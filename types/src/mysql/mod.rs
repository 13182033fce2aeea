//! MySQL type definitions
//!
//! This module provides the MySQL side of string-column mapping:
//!
//! - [`DialectLimits`] and the named length constants model authors reference
//! - [`MySqlStringType`] / [`TextTier`] - the VARCHAR and TEXT-family column types
//! - [`ddl`] - field descriptors and DDL entities with SQL generation

pub mod ddl;
mod limits;
mod sql_type;

pub use limits::{
    DEFAULT_STRING_LENGTH, DialectLimits, LONG_TEXT_LENGTH, MAX_INDEXABLE_VARCHAR_LENGTH,
    MAX_VARCHAR_LENGTH, MEDIUM_TEXT_LENGTH, TINY_TEXT_LENGTH,
};
pub use sql_type::{MySqlStringType, TextTier};
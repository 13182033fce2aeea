//! MySQL Index DDL types

use crate::alloc_prelude::*;

#[cfg(feature = "serde")]
use crate::serde_helpers::cow_from_string;

use super::field::IndexKind;

/// Runtime index entity
#[derive(Clone, Debug, PartialEq, Eq)]
#[cfg_attr(feature = "serde", derive(serde::Serialize, serde::Deserialize))]
#[cfg_attr(feature = "serde", serde(rename_all = "camelCase"))]
pub struct Index {
    /// Parent table name
    #[cfg_attr(feature = "serde", serde(deserialize_with = "cow_from_string"))]
    pub table: Cow<'static, str>,

    /// Index name
    #[cfg_attr(feature = "serde", serde(deserialize_with = "cow_from_string"))]
    pub name: Cow<'static, str>,

    /// Indexed columns, in key order
    pub columns: Vec<Cow<'static, str>>,

    /// Is this a unique index?
    #[cfg_attr(feature = "serde", serde(default))]
    pub is_unique: bool,
}

impl Index {
    /// Single-column index with the default name for its kind
    #[must_use]
    pub fn for_column(table: &str, column: &str, kind: IndexKind) -> Self {
        let name = match kind {
            IndexKind::Unique => super::name_for_unique(table, &[column]),
            IndexKind::NonUnique => super::name_for_index(table, &[column]),
        };
        Self {
            table: Cow::Owned(table.to_string()),
            name: Cow::Owned(name),
            columns: vec![Cow::Owned(column.to_string())],
            is_unique: matches!(kind, IndexKind::Unique),
        }
    }

    /// Get the index name
    #[inline]
    #[must_use]
    pub fn name(&self) -> &str {
        &self.name
    }

    /// Get the table name
    #[inline]
    #[must_use]
    pub fn table(&self) -> &str {
        &self.table
    }
}
//! # ddlkit
//!
//! MySQL string-column type resolution and DDL constraint rules.
//!
//! Given a string field's declared length, text hint and index requests, ddlkit
//! decides between `VARCHAR(n)`, `TINYTEXT`, `TEXT`, `MEDIUMTEXT` and `LONGTEXT`,
//! and refuses index or primary-key requests MySQL cannot honour without a
//! key-length prefix, before any statement reaches the server.
//!
//! ## Quick Start
//!
//! ```rust
//! use ddlkit::prelude::*;
//!
//! # fn main() -> ddlkit::Result<()> {
//! let schema = TableSchema::new("posts")
//!     .column(ColumnDef::new("posts", "id", "INT").primary_key().autoincrement())
//!     .string(FieldDescriptor::new("slug").length(120).unique())
//!     .string(FieldDescriptor::new("body").length(MEDIUM_TEXT_LENGTH));
//!
//! let plan = schema.plan(&DdlConfig::default())?;
//! assert_eq!(plan.decision("body").unwrap().sql_type_name(), "MEDIUMTEXT");
//!
//! let too_long = TableSchema::new("posts")
//!     .string(FieldDescriptor::new("slug").length(256).unique());
//! assert!(too_long.plan(&DdlConfig::default()).is_err());
//! # Ok(())
//! # }
//! ```
//!
//! ## Feature Flags
//!
//! | Feature       | Enables                                             |
//! |---------------|-----------------------------------------------------|
//! | `mysql`       | rule engine, validator and schema driver (default)  |
//! | `mysql-async` | [`mysql::MySqlExecutor`] over `mysql_async`         |
//! | `serde`       | serde support for the DDL types                     |
//! | `tracing`     | `tracing` events for resolution and executed DDL    |

/// Result type for ddlkit operations
pub use ddlkit_core::error::Result;

/// The executor seam to a live database
pub use ddlkit_core::DdlExecutor;

/// Error types
pub mod error {
    pub use ddlkit_core::error::{
        ConfigError, ConstraintViolation, DdlError, IndexRequest, ViolationReason,
    };
}

/// Dialect constants, string column types and DDL entities.
pub use ddlkit_types as types;

/// MySQL rule engine, validator and schema driver.
#[cfg(feature = "mysql")]
pub mod mysql {
    pub use ddlkit_mysql::*;
    pub use ddlkit_types::mysql::*;
}

/// Prelude module for commonly used types
pub mod prelude {
    pub use crate::DdlExecutor;
    pub use crate::error::{ConstraintViolation, DdlError};
    pub use ddlkit_types::mysql::ddl::{ColumnDef, FieldDescriptor, IndexKind};
    pub use ddlkit_types::mysql::{
        DEFAULT_STRING_LENGTH, DialectLimits, LONG_TEXT_LENGTH, MAX_INDEXABLE_VARCHAR_LENGTH,
        MEDIUM_TEXT_LENGTH, MySqlStringType, TINY_TEXT_LENGTH, TextTier,
    };

    #[cfg(feature = "mysql")]
    pub use ddlkit_mysql::{
        ColumnTypeDecision, DdlConfig, SchemaPlan, TableSchema, resolve_and_validate,
        resolve_column_type, validate_index_request,
    };
}
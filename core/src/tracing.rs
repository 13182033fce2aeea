//! Tracing utilities for DDL resolution and execution.
//!
//! Enable the `tracing` feature to emit events via the `tracing` crate.
//! These macros no-op when the calling crate's feature is disabled, avoiding
//! `#[cfg]` boilerplate at every call site.

/// Emit a trace-level event for one string-column resolution.
///
/// ```ignore
/// ddlkit_trace_resolve!(field.name, &decision.sql_type, decision.is_indexable);
/// ```
#[macro_export]
macro_rules! ddlkit_trace_resolve {
    ($field:expr, $sql_type:expr, $indexable:expr) => {
        #[cfg(feature = "tracing")]
        tracing::trace!(
            field = %$field,
            sql_type = %$sql_type,
            indexable = $indexable,
            "ddlkit.resolve"
        );
    };
}

/// Emit a debug-level event with the DDL statement about to be executed.
///
/// ```ignore
/// ddlkit_trace_ddl!(&statement);
/// ```
#[macro_export]
macro_rules! ddlkit_trace_ddl {
    ($sql:expr) => {
        #[cfg(feature = "tracing")]
        tracing::debug!(sql = %$sql, "ddlkit.ddl");
    };
}

/// Emit a warn-level event.
///
/// ```ignore
/// ddlkit_warn!(field = name, "VARCHAR exceeds the engine ceiling");
/// ```
#[macro_export]
macro_rules! ddlkit_warn {
    ($($arg:tt)+) => {
        #[cfg(feature = "tracing")]
        tracing::warn!($($arg)+);
    };
}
————————
Problem requirements - Could you state how many lines of the data include the word "executed"? Only the number is needed.

Reply - 2